SHORT TAKE
By 1984, Oz-rock head prefects Midnight Oil had left quite a mark on New Zealand with regular pubwrecking tours and the headline slot at Sweetwaters 1983. Their 1982 album 10,9,8,7,6,5,4,3,2,1 had given them their first hit singles on both sides of the Tasman. Its 1984 follow-up Red Sails in the Sunset was an overproduced musical plateau, but its cover of a post-nuclear apocalypse Sydney dovetailed with frontman Peter Garrett standing for the Australian Senate in that year’s election on a Nuclear Disarmament Party ticket.
Midnight Oil 1984 attempts to capture the band’s pivotal and political year, armed with hitherto-unused film that director Ray Argall shot on tour. There’s plenty of exciting live footage, with Garrett dancing like Basil Fawlty attempting to direct an airliner to its gate, along with reminders of what a forceful live entity the Oils were before the 1987 international breakthrough of the Diesel and Dust album.
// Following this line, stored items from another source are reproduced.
//! System endpoints: health check, replication status, notification log.

use axum::extract::State;
use axum::http::StatusCode;
use axum::response::IntoResponse;
use axum::routing::get;
use axum::{Json, Router};
use chrono::{DateTime, Utc};
use serde::Serialize;
use utoipa::ToSchema;

use crate::app_state::AppState;
use crate::service::NotificationRecord;

/// Health check response.
#[derive(Debug, Serialize, ToSchema)]
struct HealthResponse {
    status: String,
    timestamp: String,
    version: String,
}

/// `GET /health` — Service health status.
#[utoipa::path(
    get,
    path = "/health",
    tag = "System",
    summary = "Health check",
    description = "Returns service health status, version, and current timestamp.",
    responses(
        (status = 200, description = "Service is healthy", body = HealthResponse),
    )
)]
pub async fn health_handler() -> impl IntoResponse {
    (
        StatusCode::OK,
        Json(HealthResponse {
            status: "healthy".to_string(),
            timestamp: Utc::now().to_rfc3339(),
            version: env!("CARGO_PKG_VERSION").to_string(),
        }),
    )
}

/// Replication status payload.
#[derive(Debug, Serialize, ToSchema)]
struct ReplicationResponse {
    /// Whether the failover circuit is currently open (mirror serving).
    circuit_open: bool,
    /// When the last background reconciliation finished.
    last_sync_at: Option<DateTime<Utc>>,
    /// Rows copied by the last reconciliation.
    last_sync_copied: Option<u64>,
    /// Rows skipped by the last reconciliation.
    last_sync_failed: Option<u64>,
    /// Error text when the last reconciliation could not complete.
    last_sync_error: Option<String>,
}

/// `GET /system/replication` — Circuit and reconciliation status.
#[utoipa::path(
    get,
    path = "/system/replication",
    tag = "System",
    summary = "Replication status",
    description = "Reports whether the failover circuit is open and the outcome of the most recent background reconciliation.",
    responses(
        (status = 200, description = "Replication status", body = ReplicationResponse),
    )
)]
pub async fn replication_handler(State(state): State<AppState>) -> impl IntoResponse {
    let last = state.sync_status.get();
    Json(ReplicationResponse {
        circuit_open: state.router.circuit_open(),
        last_sync_at: last.as_ref().map(|s| s.finished_at),
        last_sync_copied: last.as_ref().map(|s| s.copied),
        last_sync_failed: last.as_ref().map(|s| s.failed),
        last_sync_error: last.and_then(|s| s.error),
    })
}

/// `GET /system/notifications` — Recent notification outcomes.
#[utoipa::path(
    get,
    path = "/system/notifications",
    tag = "System",
    summary = "Notification log tail",
    description = "Returns the most recent email notification attempts and their outcomes.",
    responses(
        (status = 200, description = "Recent notification records", body = Vec<NotificationRecord>),
    )
)]
pub async fn notifications_handler(State(state): State<AppState>) -> impl IntoResponse {
    Json(state.notifications.recent())
}

/// System routes mounted at the root level (not under /api/v1).
pub fn routes() -> Router<AppState> {
    Router::new()
        .route("/health", get(health_handler))
        .route("/system/replication", get(replication_handler))
        .route("/system/notifications", get(notifications_handler))
}
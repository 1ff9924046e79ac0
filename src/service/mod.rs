//! Business services: cart management, reservation lifecycle, and the
//! notification worker.

pub mod booking_service;
pub mod cart_service;
pub mod notifier;

pub use booking_service::BookingService;
pub use cart_service::{CartService, ConfirmedBooking};
pub use notifier::{
    HttpApiMailer, MailError, Mailer, NotificationLog, NotificationRecord, NotificationWorker,
    NullMailer, OutgoingMail,
};

use crate::error::BookingError;
use crate::persistence::BookingRepo;
use crate::persistence::models::{NewReservation, NewReservationLine};

/// How many fresh codes to try when the generator collides.
const CODE_RETRIES: usize = 3;

/// Persists a reservation, regenerating the code on a collision.
///
/// The generator's randomness makes collisions rare; the unique
/// constraint is the backstop and this retry loop absorbs it.
pub(crate) async fn persist_with_fresh_code(
    repo: &dyn BookingRepo,
    mut reservation: NewReservation,
    lines: &[NewReservationLine],
    empty_cart_for: Option<i64>,
) -> Result<(i64, String), BookingError> {
    for attempt in 0..CODE_RETRIES {
        if attempt > 0 {
            reservation.code = crate::domain::generate_reservation_code();
        }
        match repo
            .persist_reservation(&reservation, lines, empty_cart_for)
            .await
        {
            Ok(id) => return Ok((id, reservation.code)),
            Err(BookingError::CodeCollision) => {
                tracing::warn!(code = %reservation.code, "reservation code collision, retrying");
            }
            Err(other) => return Err(other),
        }
    }
    Err(BookingError::CodeCollision)
}
//! Circuit-breaker routing between the primary and mirror databases.
//!
//! Every data-layer operation asks [`FailoverRouter::select_database`]
//! which replica to use. The decision is cheap-path optimized: an open
//! circuit short-circuits to the mirror, a sub-second memo absorbs
//! request bursts, and only the cold path actually dials the primary.
//! Selection is infallible — a probe failure opens the circuit, it never
//! propagates.

use std::sync::{Arc, Mutex, PoisonError};
use std::time::{Duration, Instant};

use tokio::sync::mpsc;

use super::flags::{self, FlagStore};
use super::handle::{DbHandle, OperationKind};
use super::probe::ConnectionProbe;
use crate::domain::Clock;

/// Tunables for the router, all sourced from configuration.
#[derive(Debug, Clone, Copy)]
pub struct RouterSettings {
    /// How long the circuit stays open after a failed probe.
    pub circuit_ttl: Duration,
    /// How long a successful decision is memoized before re-probing.
    pub memo_ttl: Duration,
}

/// Last routing decision, memoized per process.
#[derive(Debug, Default, Clone, Copy)]
struct Memo {
    handle: Option<DbHandle>,
    decided_at: Option<Instant>,
}

/// Chooses the database handle for every read and write.
///
/// State is explicit: the cross-request circuit lives in the shared
/// [`FlagStore`], the intra-request memo in a private mutex, and time
/// comes from an injected [`Clock`].
#[derive(Debug)]
pub struct FailoverRouter {
    settings: RouterSettings,
    flags: FlagStore,
    probe: Arc<dyn ConnectionProbe>,
    clock: Arc<dyn Clock>,
    memo: Mutex<Memo>,
    recovery_tx: Option<mpsc::UnboundedSender<()>>,
}

impl FailoverRouter {
    /// Creates a router.
    ///
    /// `recovery_tx`, when present, receives one message per recovery
    /// edge (primary reachable again after a mirror period); the sync
    /// supervisor listens on the other end.
    #[must_use]
    pub fn new(
        settings: RouterSettings,
        flags: FlagStore,
        probe: Arc<dyn ConnectionProbe>,
        clock: Arc<dyn Clock>,
        recovery_tx: Option<mpsc::UnboundedSender<()>>,
    ) -> Self {
        Self {
            settings,
            flags,
            probe,
            clock,
            memo: Mutex::new(Memo::default()),
            recovery_tx,
        }
    }

    /// Returns whether the circuit is currently open.
    #[must_use]
    pub fn circuit_open(&self) -> bool {
        self.flags.is_set(flags::PRIMARY_DOWN)
    }

    /// Picks the database handle for one operation.
    ///
    /// Never fails: every probe error is absorbed into the circuit state
    /// and answered with [`DbHandle::Mirror`].
    pub async fn select_database(&self, _kind: OperationKind) -> DbHandle {
        // Open circuit: mirror, no probing, no waiting.
        if self.flags.is_set(flags::PRIMARY_DOWN) {
            let previous = self.replace_handle(DbHandle::Mirror);
            if previous != Some(DbHandle::Mirror) {
                tracing::warn!(handle = %DbHandle::Mirror, "circuit open, routing to mirror");
            }
            return DbHandle::Mirror;
        }

        // Fresh memo: reuse the last decision within the burst window.
        let now = self.clock.now();
        if let Some(handle) = self.fresh_memo(now) {
            return handle;
        }

        match self.probe.check().await {
            Ok(()) => {
                let previous = self.remember(DbHandle::Primary, now);
                if previous == Some(DbHandle::Mirror) {
                    tracing::info!(handle = %DbHandle::Primary, "primary connection re-established");
                    self.trigger_reconciliation();
                }
                DbHandle::Primary
            }
            Err(err) => {
                tracing::error!(
                    kind = err.kind_str(),
                    error = %err,
                    retry_after_secs = self.settings.circuit_ttl.as_secs(),
                    "primary unreachable, opening circuit"
                );
                self.flags.set(flags::PRIMARY_DOWN, self.settings.circuit_ttl);
                self.remember(DbHandle::Mirror, now);
                DbHandle::Mirror
            }
        }
    }

    /// Returns the memoized handle if it is younger than the memo TTL.
    fn fresh_memo(&self, now: Instant) -> Option<DbHandle> {
        let memo = self.lock_memo();
        let handle = memo.handle?;
        let decided_at = memo.decided_at?;
        (now.duration_since(decided_at) < self.settings.memo_ttl).then_some(handle)
    }

    /// Records a probed decision; returns the previous handle.
    fn remember(&self, handle: DbHandle, now: Instant) -> Option<DbHandle> {
        let mut memo = self.lock_memo();
        let previous = memo.handle;
        memo.handle = Some(handle);
        memo.decided_at = Some(now);
        previous
    }

    /// Updates only the handle, leaving the memo stale so the next call
    /// after circuit expiry re-probes (the open-circuit path).
    fn replace_handle(&self, handle: DbHandle) -> Option<DbHandle> {
        let mut memo = self.lock_memo();
        memo.handle.replace(handle)
    }

    fn trigger_reconciliation(&self) {
        if let Some(tx) = &self.recovery_tx {
            if tx.send(()).is_err() {
                tracing::warn!("recovery signal dropped, sync supervisor is gone");
            }
        }
    }

    fn lock_memo(&self) -> std::sync::MutexGuard<'_, Memo> {
        self.memo.lock().unwrap_or_else(PoisonError::into_inner)
    }
}

#[cfg(test)]
#[allow(clippy::panic)]
mod tests {
    use super::*;
    use crate::db::probe::ProbeError;
    use crate::domain::ManualClock;
    use std::sync::atomic::{AtomicBool, AtomicUsize, Ordering};

    /// Scripted probe: fails while `down` is set, counts every call.
    #[derive(Debug, Default)]
    struct ScriptedProbe {
        down: AtomicBool,
        calls: AtomicUsize,
    }

    #[async_trait::async_trait]
    impl ConnectionProbe for ScriptedProbe {
        async fn check(&self) -> Result<(), ProbeError> {
            self.calls.fetch_add(1, Ordering::SeqCst);
            if self.down.load(Ordering::SeqCst) {
                Err(ProbeError::ConnectionRefused("scripted".to_string()))
            } else {
                Ok(())
            }
        }
    }

    struct Fixture {
        router: FailoverRouter,
        probe: Arc<ScriptedProbe>,
        clock: Arc<ManualClock>,
    }

    fn fixture() -> Fixture {
        let clock = Arc::new(ManualClock::new());
        let probe = Arc::new(ScriptedProbe::default());
        let flags = FlagStore::new(Arc::clone(&clock) as Arc<dyn Clock>);
        let router = FailoverRouter::new(
            RouterSettings {
                circuit_ttl: Duration::from_secs(120),
                memo_ttl: Duration::from_secs(1),
            },
            flags,
            Arc::clone(&probe) as Arc<dyn ConnectionProbe>,
            Arc::clone(&clock) as Arc<dyn Clock>,
            None,
        );
        Fixture {
            router,
            probe,
            clock,
        }
    }

    #[tokio::test]
    async fn healthy_primary_is_selected() {
        let f = fixture();
        let handle = f.router.select_database(OperationKind::Read).await;
        assert_eq!(handle, DbHandle::Primary);
    }

    #[tokio::test]
    async fn memo_absorbs_bursts_within_a_second() {
        let f = fixture();
        for _ in 0..50 {
            let _ = f.router.select_database(OperationKind::Read).await;
        }
        // One probe for the whole burst; the memo served the rest.
        assert_eq!(f.probe.calls.load(Ordering::SeqCst), 1);
    }

    #[tokio::test]
    async fn memo_expires_after_a_second() {
        let f = fixture();
        let _ = f.router.select_database(OperationKind::Read).await;
        f.clock.advance(Duration::from_millis(1100));
        let _ = f.router.select_database(OperationKind::Read).await;
        assert_eq!(f.probe.calls.load(Ordering::SeqCst), 2);
    }

    #[tokio::test]
    async fn open_circuit_sticks_to_mirror_for_its_ttl() {
        let f = fixture();
        f.probe.down.store(true, Ordering::SeqCst);

        assert_eq!(
            f.router.select_database(OperationKind::Write).await,
            DbHandle::Mirror
        );
        let probes_after_open = f.probe.calls.load(Ordering::SeqCst);

        // Every call inside the 120 s window goes to the mirror without
        // a single new probe, however the calls interleave.
        for i in 0..12 {
            f.clock.advance(Duration::from_secs(9));
            let kind = if i % 2 == 0 {
                OperationKind::Read
            } else {
                OperationKind::Write
            };
            assert_eq!(f.router.select_database(kind).await, DbHandle::Mirror);
        }
        assert_eq!(f.probe.calls.load(Ordering::SeqCst), probes_after_open);
    }

    #[tokio::test]
    async fn circuit_expiry_reprobes_exactly_once() {
        let f = fixture();
        f.probe.down.store(true, Ordering::SeqCst);
        let _ = f.router.select_database(OperationKind::Read).await;

        // Primary comes back while the circuit is still open.
        f.probe.down.store(false, Ordering::SeqCst);
        f.clock.advance(Duration::from_secs(121));

        let before = f.probe.calls.load(Ordering::SeqCst);
        assert_eq!(
            f.router.select_database(OperationKind::Read).await,
            DbHandle::Primary
        );
        assert_eq!(f.probe.calls.load(Ordering::SeqCst), before + 1);

        // Immediately after, the memo answers without re-probing.
        let _ = f.router.select_database(OperationKind::Read).await;
        assert_eq!(f.probe.calls.load(Ordering::SeqCst), before + 1);
    }

    #[tokio::test]
    async fn recovery_edge_sends_exactly_one_signal() {
        let clock = Arc::new(ManualClock::new());
        let probe = Arc::new(ScriptedProbe::default());
        let flags = FlagStore::new(Arc::clone(&clock) as Arc<dyn Clock>);
        let (tx, mut rx) = mpsc::unbounded_channel();
        let router = FailoverRouter::new(
            RouterSettings {
                circuit_ttl: Duration::from_secs(120),
                memo_ttl: Duration::from_secs(1),
            },
            flags,
            Arc::clone(&probe) as Arc<dyn ConnectionProbe>,
            Arc::clone(&clock) as Arc<dyn Clock>,
            Some(tx),
        );

        probe.down.store(true, Ordering::SeqCst);
        let _ = router.select_database(OperationKind::Read).await;

        probe.down.store(false, Ordering::SeqCst);
        clock.advance(Duration::from_secs(121));
        assert_eq!(
            router.select_database(OperationKind::Read).await,
            DbHandle::Primary
        );

        assert!(rx.try_recv().is_ok());
        assert!(rx.try_recv().is_err());

        // A healthy re-probe without a preceding mirror period does not
        // signal again.
        clock.advance(Duration::from_secs(2));
        let _ = router.select_database(OperationKind::Read).await;
        assert!(rx.try_recv().is_err());
    }

    #[tokio::test]
    async fn failed_probe_never_propagates() {
        let f = fixture();
        f.probe.down.store(true, Ordering::SeqCst);
        // The call must complete with a handle, not an error.
        let handle = f.router.select_database(OperationKind::Write).await;
        assert_eq!(handle, DbHandle::Mirror);
        assert!(f.router.circuit_open());
    }
}
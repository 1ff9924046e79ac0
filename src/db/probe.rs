//! Primary-database health probe.
//!
//! The probe opens a fresh connection with a bounded timeout and pings
//! it. Failures are classified into a closed [`ProbeError`] so the
//! router matches kinds explicitly instead of swallowing arbitrary
//! errors.

use std::fmt;
use std::time::Duration;

use async_trait::async_trait;
use sqlx::postgres::{PgConnectOptions, PgConnection};
use sqlx::{Connection, ConnectOptions};

/// Why a probe attempt failed.
#[derive(Debug, Clone, thiserror::Error)]
pub enum ProbeError {
    /// The connect attempt did not complete within the configured timeout.
    #[error("primary probe timed out")]
    Timeout,
    /// The primary actively refused the connection.
    #[error("primary refused connection: {0}")]
    ConnectionRefused(String),
    /// Any other connection, protocol, or OS-level failure.
    #[error("primary probe failed: {0}")]
    Other(String),
}

impl ProbeError {
    /// Short kind label for structured logs.
    #[must_use]
    pub const fn kind_str(&self) -> &'static str {
        match self {
            Self::Timeout => "timeout",
            Self::ConnectionRefused(_) => "connection_refused",
            Self::Other(_) => "other",
        }
    }
}

/// Health check against the primary replica.
#[async_trait]
pub trait ConnectionProbe: Send + Sync + fmt::Debug {
    /// Verifies that the primary accepts connections.
    ///
    /// # Errors
    ///
    /// Returns a [`ProbeError`] classifying the failure; never panics and
    /// never blocks past the configured timeout.
    async fn check(&self) -> Result<(), ProbeError>;
}

/// Probe that dials the primary with `sqlx` and a hard timeout.
pub struct PgProbe {
    options: PgConnectOptions,
    timeout: Duration,
}

impl PgProbe {
    /// Creates a probe for the given connection options.
    #[must_use]
    pub fn new(options: PgConnectOptions, timeout: Duration) -> Self {
        // Quiet per-statement logging; the probe runs on every cold path.
        let options = options.disable_statement_logging();
        Self { options, timeout }
    }
}

impl fmt::Debug for PgProbe {
    fn fmt(&self, f: &mut fmt::Formatter<'_>) -> fmt::Result {
        f.debug_struct("PgProbe")
            .field("timeout", &self.timeout)
            .finish_non_exhaustive()
    }
}

#[async_trait]
impl ConnectionProbe for PgProbe {
    async fn check(&self) -> Result<(), ProbeError> {
        let connect = PgConnection::connect_with(&self.options);
        let mut conn = match tokio::time::timeout(self.timeout, connect).await {
            Ok(Ok(conn)) => conn,
            Ok(Err(err)) => return Err(classify(&err)),
            Err(_elapsed) => return Err(ProbeError::Timeout),
        };

        let outcome = match tokio::time::timeout(self.timeout, conn.ping()).await {
            Ok(Ok(())) => Ok(()),
            Ok(Err(err)) => Err(classify(&err)),
            Err(_elapsed) => Err(ProbeError::Timeout),
        };

        // Close the probe connection whatever happened; a dead handle
        // must not linger.
        let _ = conn.close().await;
        outcome
    }
}

/// Maps an `sqlx` error onto the closed probe error kinds.
fn classify(err: &sqlx::Error) -> ProbeError {
    match err {
        sqlx::Error::Io(io) if io.kind() == std::io::ErrorKind::ConnectionRefused => {
            ProbeError::ConnectionRefused(io.to_string())
        }
        sqlx::Error::Io(io) if io.kind() == std::io::ErrorKind::TimedOut => ProbeError::Timeout,
        sqlx::Error::PoolTimedOut => ProbeError::Timeout,
        other => ProbeError::Other(other.to_string()),
    }
}

#[cfg(test)]
#[allow(clippy::panic)]
mod tests {
    use super::*;

    #[test]
    fn classify_maps_refused_connections() {
        let io = std::io::Error::new(std::io::ErrorKind::ConnectionRefused, "refused");
        let kind = classify(&sqlx::Error::Io(io));
        assert!(matches!(kind, ProbeError::ConnectionRefused(_)));
    }

    #[test]
    fn classify_maps_io_timeouts() {
        let io = std::io::Error::new(std::io::ErrorKind::TimedOut, "slow");
        let kind = classify(&sqlx::Error::Io(io));
        assert!(matches!(kind, ProbeError::Timeout));
    }

    #[test]
    fn classify_defaults_to_other() {
        let kind = classify(&sqlx::Error::RowNotFound);
        assert!(matches!(kind, ProbeError::Other(_)));
    }

    #[test]
    fn kind_strings_are_stable() {
        assert_eq!(ProbeError::Timeout.kind_str(), "timeout");
        assert_eq!(
            ProbeError::ConnectionRefused(String::new()).kind_str(),
            "connection_refused"
        );
        assert_eq!(ProbeError::Other(String::new()).kind_str(), "other");
    }
}
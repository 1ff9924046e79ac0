//! Row models for the booking schema.

use chrono::{DateTime, NaiveDate, NaiveTime, Utc};
use rust_decimal::Decimal;
use serde::{Deserialize, Serialize};

use crate::domain::{ItemKind, ReservationState};

/// A customer row.
#[derive(Debug, Clone, Serialize, Deserialize, sqlx::FromRow)]
pub struct Customer {
    /// Row id.
    pub id: i64,
    /// Given name.
    pub first_name: String,
    /// Family name.
    pub last_name: String,
    /// Notification address.
    pub email: String,
    /// Contact phone.
    pub phone: String,
    /// Whether the account is active.
    pub active: bool,
}

/// A catalog item resolved for cart pricing: name plus the current price.
#[derive(Debug, Clone, Serialize, Deserialize)]
pub struct CatalogItem {
    /// Item name at lookup time.
    pub name: String,
    /// Current unit price.
    pub unit_price: Decimal,
}

/// A cart line joined with its catalog item's name.
#[derive(Debug, Clone, Serialize, Deserialize, sqlx::FromRow)]
pub struct CartLine {
    /// Row id.
    pub id: i64,
    /// Owning cart.
    pub cart_id: i64,
    /// Service reference, when the line is a service.
    pub service_id: Option<i64>,
    /// Bundle reference, when the line is a bundle.
    pub bundle_id: Option<i64>,
    /// Promotion reference, when the line is a promotion.
    pub promotion_id: Option<i64>,
    /// Item name at read time.
    pub item_name: String,
    /// Units in the cart.
    pub quantity: i32,
    /// Price per unit captured when the line was added.
    pub unit_price: Decimal,
}

impl CartLine {
    /// Which catalog item type the line references.
    #[must_use]
    pub const fn kind(&self) -> ItemKind {
        match (self.service_id, self.bundle_id) {
            (Some(_), _) => ItemKind::Service,
            (None, Some(_)) => ItemKind::Bundle,
            (None, None) => ItemKind::Promotion,
        }
    }
}

/// An admin-managed bookable time slot.
#[derive(Debug, Clone, Serialize, Deserialize, sqlx::FromRow)]
pub struct TimeSlot {
    /// Row id.
    pub id: i64,
    /// Calendar date.
    pub slot_date: NaiveDate,
    /// Window start.
    pub starts_at: NaiveTime,
    /// Window end.
    pub ends_at: NaiveTime,
    /// Whether the slot is open for booking at all.
    pub available: bool,
    /// Maximum simultaneous reservations.
    pub capacity: i32,
}

/// A slot together with its current active-reservation count.
#[derive(Debug, Clone, Serialize, Deserialize, sqlx::FromRow)]
pub struct SlotAvailability {
    /// Slot id.
    pub id: i64,
    /// Calendar date.
    pub slot_date: NaiveDate,
    /// Window start.
    pub starts_at: NaiveTime,
    /// Window end.
    pub ends_at: NaiveTime,
    /// Maximum simultaneous reservations.
    pub capacity: i32,
    /// PENDING/APPROVED reservations currently on the slot.
    pub booked: i64,
}

/// A reservation row.
#[derive(Debug, Clone, Serialize, Deserialize, sqlx::FromRow)]
pub struct Reservation {
    /// Row id.
    pub id: i64,
    /// Owning customer.
    pub customer_id: i64,
    /// Booked slot.
    pub slot_id: i64,
    /// Human-readable unique code.
    pub code: String,
    /// Event date.
    pub event_date: NaiveDate,
    /// Event start time, copied from the slot.
    pub starts_at: NaiveTime,
    /// Delivery address.
    pub event_address: String,
    /// Free-form customer notes.
    pub special_notes: Option<String>,
    /// Pre-tax sum.
    pub subtotal: Decimal,
    /// Discount applied.
    pub discount: Decimal,
    /// Tax amount.
    pub tax: Decimal,
    /// Grand total.
    pub total: Decimal,
    /// Lifecycle state, stored as text.
    pub state: String,
    /// Payment method string, once chosen.
    pub payment_method: Option<String>,
    /// Proof-of-payment URL for transfers.
    pub payment_proof_url: Option<String>,
    /// Processor transaction id for card payments / approval.
    pub transaction_id: Option<String>,
    /// Creation timestamp.
    pub booked_at: DateTime<Utc>,
    /// Approval timestamp; the idempotency guard for re-approval.
    pub confirmed_at: Option<DateTime<Utc>>,
}

impl Reservation {
    /// Parses the stored state string.
    ///
    /// Returns `None` only if the column holds a value outside the
    /// state machine, which indicates corrupt data.
    #[must_use]
    pub fn current_state(&self) -> Option<ReservationState> {
        ReservationState::parse(&self.state)
    }
}

/// An immutable reservation line snapshot row.
#[derive(Debug, Clone, Serialize, Deserialize, sqlx::FromRow)]
pub struct ReservationLine {
    /// Row id.
    pub id: i64,
    /// Owning reservation.
    pub reservation_id: i64,
    /// One-letter item kind code.
    pub line_kind: String,
    /// Item name frozen at confirmation.
    pub item_name: String,
    /// Units booked.
    pub quantity: i32,
    /// Unit price frozen at confirmation.
    pub unit_price: Decimal,
    /// `unit_price × quantity` frozen at confirmation.
    pub line_subtotal: Decimal,
}

/// Values for a reservation insert.
#[derive(Debug, Clone)]
pub struct NewReservation {
    /// Owning customer.
    pub customer_id: i64,
    /// Booked slot.
    pub slot_id: i64,
    /// Generated unique code.
    pub code: String,
    /// Event date.
    pub event_date: NaiveDate,
    /// Event start time.
    pub starts_at: NaiveTime,
    /// Delivery address.
    pub event_address: String,
    /// Free-form customer notes.
    pub special_notes: Option<String>,
    /// Pre-tax sum.
    pub subtotal: Decimal,
    /// Tax amount.
    pub tax: Decimal,
    /// Grand total.
    pub total: Decimal,
}

/// Values for one reservation-line insert.
#[derive(Debug, Clone)]
pub struct NewReservationLine {
    /// Which catalog item type the snapshot references.
    pub kind: ItemKind,
    /// Service reference.
    pub service_id: Option<i64>,
    /// Bundle reference.
    pub bundle_id: Option<i64>,
    /// Promotion reference.
    pub promotion_id: Option<i64>,
    /// Item name frozen at confirmation.
    pub item_name: String,
    /// Units booked.
    pub quantity: i32,
    /// Unit price frozen at confirmation.
    pub unit_price: Decimal,
    /// `unit_price × quantity`.
    pub line_subtotal: Decimal,
}

/// An active bank account served to transfer payers.
#[derive(Debug, Clone, Serialize, Deserialize, sqlx::FromRow)]
pub struct BankAccount {
    /// Row id.
    pub id: i64,
    /// Bank name.
    pub bank_name: String,
    /// Account holder.
    pub account_holder: String,
    /// Account number.
    pub account_number: String,
    /// Free-form payment instructions.
    pub instructions: Option<String>,
}

#[cfg(test)]
#[allow(clippy::panic)]
mod tests {
    use super::*;

    #[test]
    fn cart_line_kind_follows_populated_reference() {
        let mut line = CartLine {
            id: 1,
            cart_id: 1,
            service_id: Some(9),
            bundle_id: None,
            promotion_id: None,
            item_name: "Bounce house".to_string(),
            quantity: 1,
            unit_price: Decimal::ONE,
        };
        assert_eq!(line.kind(), ItemKind::Service);

        line.service_id = None;
        line.bundle_id = Some(3);
        assert_eq!(line.kind(), ItemKind::Bundle);

        line.bundle_id = None;
        line.promotion_id = Some(4);
        assert_eq!(line.kind(), ItemKind::Promotion);
    }

    #[test]
    fn reservation_state_parses_stored_text() {
        let reservation = Reservation {
            id: 1,
            customer_id: 1,
            slot_id: 1,
            code: "RES-1111-AAAA".to_string(),
            event_date: NaiveDate::from_ymd_opt(2025, 12, 1).unwrap_or_default(),
            starts_at: NaiveTime::from_hms_opt(14, 0, 0).unwrap_or_default(),
            event_address: "Main St 1".to_string(),
            special_notes: None,
            subtotal: Decimal::ZERO,
            discount: Decimal::ZERO,
            tax: Decimal::ZERO,
            total: Decimal::ZERO,
            state: "PENDING".to_string(),
            payment_method: None,
            payment_proof_url: None,
            transaction_id: None,
            booked_at: Utc::now(),
            confirmed_at: None,
        };
        assert_eq!(reservation.current_state(), Some(ReservationState::Pending));
    }
}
But the time-capsule approach, which also includes footage of Garrett’s strident early outings as a political campaigner and contemporary interviews, makes this feel a bit half-pie – it’s neither a great concert film nor a particularly revealing rockumentary.
Still, fans who packed arenas during Midnight Oil’s reunion tour of New Zealand last year will find plenty of nostalgic wattage in how the film captures the nervy energy of the Power and the Passion period.